INFORMATION.

---------------

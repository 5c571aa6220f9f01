use anyhow::{Context, Result};
use async_trait::async_trait;
use reqwest::Client;
use std::{fmt::Debug, time::Duration};

use crate::{Config, model::WeatherPayload};

/// Anything that can answer "what's the weather in `city`".
#[async_trait]
pub trait WeatherSource: Send + Sync + Debug {
    async fn fetch(&self, city: &str) -> Result<WeatherPayload>;
}

/// Talks to the weather backend's `GET /weather?city=` route.
#[derive(Debug, Clone)]
pub struct HttpWeatherSource {
    url: String,
    http: Client,
}

impl HttpWeatherSource {
    pub fn new(url: impl Into<String>, timeout: Duration) -> Result<Self> {
        let http = Client::builder()
            .timeout(timeout)
            .build()
            .context("Failed to build HTTP client")?;

        Ok(Self { url: url.into(), http })
    }

    pub fn from_config(config: &Config) -> Result<Self> {
        Self::new(config.weather_url(), Duration::from_secs(config.request_timeout_secs))
    }
}

#[async_trait]
impl WeatherSource for HttpWeatherSource {
    async fn fetch(&self, city: &str) -> Result<WeatherPayload> {
        tracing::debug!(url = %self.url, city, "requesting weather");

        let res = self
            .http
            .get(&self.url)
            .query(&[("city", city)])
            .send()
            .await
            .context("Failed to send request to the weather service")?;

        // The backend relays upstream errors (e.g. `cod: "404"`) in the body, so the
        // HTTP status is logged but the body is parsed either way.
        let status = res.status();
        let body = res
            .text()
            .await
            .context("Failed to read weather response body")?;

        if !status.is_success() {
            tracing::debug!(%status, body = %truncate_body(&body), "weather service returned an error status");
        }

        serde_json::from_str(&body).with_context(|| {
            format!("Failed to parse weather JSON (status {status}): {}", truncate_body(&body))
        })
    }
}

fn truncate_body(body: &str) -> String {
    const MAX: usize = 200;
    match body.char_indices().nth(MAX) {
        Some((idx, _)) => format!("{}...", &body[..idx]),
        None => body.to_string(),
    }
}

---------------

EXERCISE.
Put down each entry again, unchanged and complete.

RESULT FOR THIS TASK.
repository 5c571aa6220f9f01
use anyhow::{Context, Result};
use async_trait::async_trait;
use reqwest::Client;
use std::{fmt::Debug, time::Duration};

use crate::{Config, model::WeatherPayload};

/// Anything that can answer "what's the weather in `city`".
#[async_trait]
pub trait WeatherSource: Send + Sync + Debug {
    async fn fetch(&self, city: &str) -> Result<WeatherPayload>;
}

/// Talks to the weather backend's `GET /weather?city=` route.
#[derive(Debug, Clone)]
pub struct HttpWeatherSource {
    url: String,
    http: Client,
}

impl HttpWeatherSource {
    pub fn new(url: impl Into<String>, timeout: Duration) -> Result<Self> {
        let http = Client::builder()
            .timeout(timeout)
            .build()
            .context("Failed to build HTTP client")?;

        Ok(Self { url: url.into(), http })
    }

    pub fn from_config(config: &Config) -> Result<Self> {
        Self::new(config.weather_url(), Duration::from_secs(config.request_timeout_secs))
    }
}

#[async_trait]
impl WeatherSource for HttpWeatherSource {
    async fn fetch(&self, city: &str) -> Result<WeatherPayload> {
        tracing::debug!(url = %self.url, city, "requesting weather");

        let res = self
            .http
            .get(&self.url)
            .query(&[("city", city)])
            .send()
            .await
            .context("Failed to send request to the weather service")?;

        // The backend relays upstream errors (e.g. `cod: "404"`) in the body, so the
        // HTTP status is logged but the body is parsed either way.
        let status = res.status();
        let body = res
            .text()
            .await
            .context("Failed to read weather response body")?;

        if !status.is_success() {
            tracing::debug!(%status, body = %truncate_body(&body), "weather service returned an error status");
        }

        serde_json::from_str(&body).with_context(|| {
            format!("Failed to parse weather JSON (status {status}): {}", truncate_body(&body))
        })
    }
}

fn truncate_body(body: &str) -> String {
    const MAX: usize = 200;
    match body.char_indices().nth(MAX) {
        Some((idx, _)) => format!("{}...", &body[..idx]),
        None => body.to_string(),
    }
}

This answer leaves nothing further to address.